- Assigned task -
Repeat the lines below exactly as written, please, from the line with "let seconds = base.num_seconds()" to the line with "let fail_rate = self.failure_rate(domain).await?;", both lines included, and no others.

- Data for the task -

'''

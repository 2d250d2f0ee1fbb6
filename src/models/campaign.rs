use chrono::{DateTime, Utc};
use serde::{Deserialize, Serialize};
use sqlx::FromRow;
use uuid::Uuid;

#[derive(Debug, Clone, Serialize, Deserialize, PartialEq, Eq)]
#[serde(rename_all = "snake_case")]
pub enum CampaignStatus {
    Running,
    Paused,
    Cancelled,
    Completed,
    CompletedWithFailures,
}

impl CampaignStatus {
    pub fn as_str(&self) -> &'static str {
        match self {
            CampaignStatus::Running => "running",
            CampaignStatus::Paused => "paused",
            CampaignStatus::Cancelled => "cancelled",
            CampaignStatus::Completed => "completed",
            CampaignStatus::CompletedWithFailures => "completed_with_failures",
        }
    }

    pub fn is_terminal(&self) -> bool {
        matches!(
            self,
            CampaignStatus::Cancelled | CampaignStatus::Completed | CampaignStatus::CompletedWithFailures
        )
    }

    pub fn from_db(s: &str) -> Self {
        match s {
            "running" => CampaignStatus::Running,
            "paused" => CampaignStatus::Paused,
            "cancelled" => CampaignStatus::Cancelled,
            "completed" => CampaignStatus::Completed,
            "completed_with_failures" => CampaignStatus::CompletedWithFailures,
            other => panic!("unknown campaign status in storage: {other}"),
        }
    }
}

impl std::fmt::Display for CampaignStatus {
    fn fmt(&self, f: &mut std::fmt::Formatter<'_>) -> std::fmt::Result {
        write!(f, "{}", self.as_str())
    }
}

/// Rule governing whether a follow-up step fires once its delay elapses.
#[derive(Debug, Clone, Copy, Serialize, Deserialize, PartialEq, Eq)]
#[serde(rename_all = "snake_case")]
pub enum FollowUpRule {
    Always,
    NoReply,
    Replied,
}

impl FollowUpRule {
    pub fn as_str(&self) -> &'static str {
        match self {
            FollowUpRule::Always => "always",
            FollowUpRule::NoReply => "no_reply",
            FollowUpRule::Replied => "replied",
        }
    }

    pub fn from_db(s: &str) -> Self {
        match s {
            "always" => FollowUpRule::Always,
            "no_reply" => FollowUpRule::NoReply,
            "replied" => FollowUpRule::Replied,
            other => panic!("unknown follow-up rule in storage: {other}"),
        }
    }
}

#[derive(Debug, Clone, Serialize, Deserialize)]
pub struct Attachment {
    pub filename: String,
    pub content_type: String,
    /// base64-encoded payload; the Sender decodes it at send time.
    pub content_base64: String,
}

/// A message step shared by the initial send and each follow-up.
#[derive(Debug, Clone, Serialize, Deserialize)]
pub struct MessageBody {
    pub subject: String,
    pub body: String,
    #[serde(default)]
    pub attachments: Vec<Attachment>,
}

#[derive(Debug, Clone, Serialize, Deserialize)]
pub struct FollowUpDef {
    pub name: Option<String>,
    pub delay_minutes: i64,
    pub rule: FollowUpRule,
    pub subject: String,
    pub body: String,
    #[serde(default)]
    pub attachments: Vec<Attachment>,
}

#[derive(Debug, Clone, Serialize, Deserialize)]
pub struct Contact {
    pub id: Uuid,
    pub email: String,
    pub name: Option<String>,
}

/// The `{initial, followUps, contacts}` blob cached verbatim under the Meta
/// Cache's `campaign:{id}:definition` key (spec section 4.3) and persisted
/// in the campaign row so the Finalizer can rebuild it after eviction.
#[derive(Debug, Clone, Serialize, Deserialize)]
pub struct CampaignDefinition {
    pub initial: MessageBody,
    pub follow_ups: Vec<FollowUpDef>,
    pub contacts: Vec<Contact>,
}

#[derive(Debug, Clone, Default, Serialize, Deserialize, PartialEq, Eq)]
pub struct Totals {
    pub intended: i64,
    pub processed: i64,
    pub sent: i64,
    pub failed: i64,
}

#[derive(Debug, Clone, Serialize, Deserialize, FromRow)]
pub struct Campaign {
    pub id: Uuid,
    pub name: String,
    pub status: String,
    pub created_at: DateTime<Utc>,
    pub completed_at: Option<DateTime<Utc>>,
    pub intended: i64,
    pub processed: i64,
    pub sent: i64,
    pub failed: i64,
    /// JSON-encoded `CampaignDefinition`.
    pub definition: serde_json::Value,
}

impl Campaign {
    pub fn status(&self) -> CampaignStatus {
        CampaignStatus::from_db(&self.status)
    }

    pub fn totals(&self) -> Totals {
        Totals {
            intended: self.intended,
            processed: self.processed,
            sent: self.sent,
            failed: self.failed,
        }
    }

    pub fn definition(&self) -> Result<CampaignDefinition, serde_json::Error> {
        serde_json::from_value(self.definition.clone())
    }
}

#[derive(Debug, Deserialize)]
pub struct StartCampaignRequest {
    pub name: String,
    pub initial: MessageBody,
    #[serde(default)]
    pub follow_ups: Vec<FollowUpDef>,
    pub contacts: Vec<Contact>,
}
//! Rate Governor (C2), spec section 4.2. Two overlapping sliding-window
//! counters per member (`rate:domain:{d}`, `rate:global`) stored as Redis
//! ordered sets scored by timestamp, plus `throttle:*` TTL keys for hard
//! blocks. Grounded on the corpus's `ZADD`/`ZREMRANGEBYSCORE`/`ZCARD` idiom
//! (`solutions-plug-predictIQ`, `pegasusheavy-armature`) — the teacher has
//! no Redis dependency, so this module is a required addition (DESIGN.md).

use async_trait::async_trait;
use chrono::{DateTime, Utc};
use rand::Rng;
use redis::aio::ConnectionManager;
use redis::AsyncCommands;

use crate::config::Config;
use crate::services::traits::GovernorBackend;

pub struct RateGovernor {
    conn: ConnectionManager,
    cfg: Config,
}

impl RateGovernor {
    pub fn new(conn: ConnectionManager, cfg: Config) -> Self {
        Self { conn, cfg }
    }

    fn domain_key(domain: &str) -> String {
        format!("rate:domain:{domain}")
    }

    fn stats_key(domain: &str) -> String {
        format!("stats:domain:{domain}")
    }

    fn throttle_key(domain: Option<&str>) -> String {
        match domain {
            Some(d) => format!("throttle:domain:{d}"),
            None => "throttle:global".to_string(),
        }
    }

    /// The exact `factor` table from spec section 4.2.
    pub fn capacity_factor(fail_rate: f64) -> f64 {
        if fail_rate >= 0.15 {
            0.2
        } else if fail_rate >= 0.05 {
            0.5
        } else {
            1.0
        }
    }

    pub fn effective_capacity(base_capacity: u64, warmup: f64, fail_rate: f64) -> u64 {
        ((base_capacity as f64) * warmup.clamp(f64::MIN_POSITIVE, 1.0) * Self::capacity_factor(fail_rate)).floor() as u64
    }

    /// TTL formula from spec section 4.2, capped at 1h.
    pub fn block_ttl(base: chrono::Duration, next_attempt: u32, fail_rate: f64) -> chrono::Duration {
        let seconds = base.num_seconds() as f64 * (1.0 + 0.5 * next_attempt as f64 + 4.0 * fail_rate);
        let capped = seconds.min(3600.0).max(0.0);
        chrono::Duration::seconds(capped as i64)
    }

    async fn sliding_window_count(&self, key: &str, window: chrono::Duration, now: DateTime<Utc>) -> anyhow::Result<u64> {
        let mut conn = self.conn.clone();
        let floor = (now - window).timestamp_millis();
        let _: () = conn.zrembyscore(key, 0, floor).await?;
        let count: u64 = conn.zcard(key).await?;
        Ok(count)
    }

    async fn reserve(&self, key: &str, window: chrono::Duration, capacity: u64) -> anyhow::Result<bool> {
        let mut conn = self.conn.clone();
        let now = Utc::now();
        let count = self.sliding_window_count(key, window, now).await?;
        if count >= capacity {
            return Ok(false);
        }
        let member: u64 = rand::thread_rng().gen();
        let score = now.timestamp_millis();
        let _: () = conn.zadd(key, format!("{score}-{member}"), score).await?;
        let _: () = conn.expire(key, window.num_seconds()).await?;
        Ok(true)
    }

}

#[async_trait]
impl GovernorBackend for RateGovernor {
    async fn try_acquire(&self, domain: &str) -> anyhow::Result<bool> {
        if self.is_blocked(domain).await? {
            return Ok(false);
        }
        if !self.reserve("rate:global", self.cfg.email_global_rate_duration, self.cfg.email_global_rate_max).await? {
            return Ok(false);
        }
        let fail_rate = self.failure_rate(domain).await?;
        let capacity = Self::effective_capacity(self.cfg.email_rate_max, self.cfg.email_warmup_factor, fail_rate);
        self.reserve(&Self::domain_key(domain), self.cfg.email_rate_duration, capacity).await
    }

    async fn record_outcome(&self, domain: &str, success: bool) -> anyhow::Result<()> {
        let mut conn = self.conn.clone();
        let key = Self::stats_key(domain);
        let field = if success { "sent" } else { "failed" };
        let _: () = conn.hincr(&key, field, 1).await?;
        let _: () = conn.expire(&key, 24 * 3600).await?;
        Ok(())
    }

    async fn set_block(&self, domain: Option<&str>, ttl: chrono::Duration) -> anyhow::Result<()> {
        let mut conn = self.conn.clone();
        let key = Self::throttle_key(domain);
        let ms = ttl.num_milliseconds().max(1) as usize;
        let _: () = conn.set_ex(&key, 1, ms / 1000 + 1).await?;
        Ok(())
    }

    async fn is_blocked(&self, domain: &str) -> anyhow::Result<bool> {
        let mut conn = self.conn.clone();
        let domain_blocked: bool = conn.exists(Self::throttle_key(Some(domain))).await?;
        let global_blocked: bool = conn.exists(Self::throttle_key(None)).await?;
        Ok(domain_blocked || global_blocked)
    }

    async fn failure_rate(&self, domain: &str) -> anyhow::Result<f64> {
        let mut conn = self.conn.clone();
        let key = Self::stats_key(domain);
        let sent: Option<u64> = conn.hget(&key, "sent").await?;
        let failed: Option<u64> = conn.hget(&key, "failed").await?;
        let sent = sent.unwrap_or(0);
        let failed = failed.unwrap_or(0);
        let total = sent + failed;
        if total == 0 {
            Ok(0.0)
        } else {
            Ok(failed as f64 / total as f64)
        }
    }
}

/// Classifies a raw SMTP response into throttle vs. not, per spec sections
/// 4.2 and 7's exact code/phrase list. Also reports whether the response
/// should additionally trip the *global* block (a 421 or the phrase "rate
/// limit", per spec section 4.2).
pub fn classify_smtp_signal(code: Option<u16>, body: &str) -> Option<bool> {
    let lower = body.to_ascii_lowercase();
    let throttle_code = matches!(code, Some(421) | Some(450) | Some(451) | Some(452) | Some(429));
    let throttle_phrase = ["rate limit", "throttl", "too many", "blocked", "limit exceeded", "try again later"]
        .iter()
        .any(|p| lower.contains(p));
    if !(throttle_code || throttle_phrase) {
        return None;
    }
    let trips_global = code == Some(421) || lower.contains("rate limit");
    Some(trips_global)
}

#[cfg(test)]
mod tests {
    use super::*;

    #[test]
    fn capacity_factor_table() {
        assert_eq!(RateGovernor::capacity_factor(0.2), 0.2);
        assert_eq!(RateGovernor::capacity_factor(0.15), 0.2);
        assert_eq!(RateGovernor::capacity_factor(0.1), 0.5);
        assert_eq!(RateGovernor::capacity_factor(0.05), 0.5);
        assert_eq!(RateGovernor::capacity_factor(0.0), 1.0);
    }

    #[test]
    fn effective_capacity_applies_warmup_and_factor() {
        assert_eq!(RateGovernor::effective_capacity(100, 0.5, 0.2), 10);
        assert_eq!(RateGovernor::effective_capacity(100, 1.0, 0.0), 100);
    }

    #[test]
    fn block_ttl_caps_at_one_hour() {
        let ttl = RateGovernor::block_ttl(chrono::Duration::minutes(30), 10, 1.0);
        assert_eq!(ttl, chrono::Duration::seconds(3600));
    }

    #[test]
    fn block_ttl_scales_with_attempt_and_fail_rate() {
        let base = chrono::Duration::seconds(60);
        let low = RateGovernor::block_ttl(base, 0, 0.0);
        let high = RateGovernor::block_ttl(base, 5, 0.2);
        assert!(high > low);
    }

    #[test]
    fn classifies_throttle_codes_and_global_trip() {
        assert_eq!(classify_smtp_signal(Some(421), "try later"), Some(true));
        assert_eq!(classify_smtp_signal(Some(450), "mailbox busy"), Some(false));
        assert_eq!(classify_smtp_signal(Some(250), "ok, rate limit notice"), Some(true));
        assert_eq!(classify_smtp_signal(Some(550), "no such user"), None);
    }
}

'''

- Written reply -
        let seconds = base.num_seconds() as f64 * (1.0 + 0.5 * next_attempt as f64 + 4.0 * fail_rate);
        let capped = seconds.min(3600.0).max(0.0);
        chrono::Duration::seconds(capped as i64)
    }

    async fn sliding_window_count(&self, key: &str, window: chrono::Duration, now: DateTime<Utc>) -> anyhow::Result<u64> {
        let mut conn = self.conn.clone();
        let floor = (now - window).timestamp_millis();
        let _: () = conn.zrembyscore(key, 0, floor).await?;
        let count: u64 = conn.zcard(key).await?;
        Ok(count)
    }

    async fn reserve(&self, key: &str, window: chrono::Duration, capacity: u64) -> anyhow::Result<bool> {
        let mut conn = self.conn.clone();
        let now = Utc::now();
        let count = self.sliding_window_count(key, window, now).await?;
        if count >= capacity {
            return Ok(false);
        }
        let member: u64 = rand::thread_rng().gen();
        let score = now.timestamp_millis();
        let _: () = conn.zadd(key, format!("{score}-{member}"), score).await?;
        let _: () = conn.expire(key, window.num_seconds()).await?;
        Ok(true)
    }

}

#[async_trait]
impl GovernorBackend for RateGovernor {
    async fn try_acquire(&self, domain: &str) -> anyhow::Result<bool> {
        if self.is_blocked(domain).await? {
            return Ok(false);
        }
        if !self.reserve("rate:global", self.cfg.email_global_rate_duration, self.cfg.email_global_rate_max).await? {
            return Ok(false);
        }
        let fail_rate = self.failure_rate(domain).await?;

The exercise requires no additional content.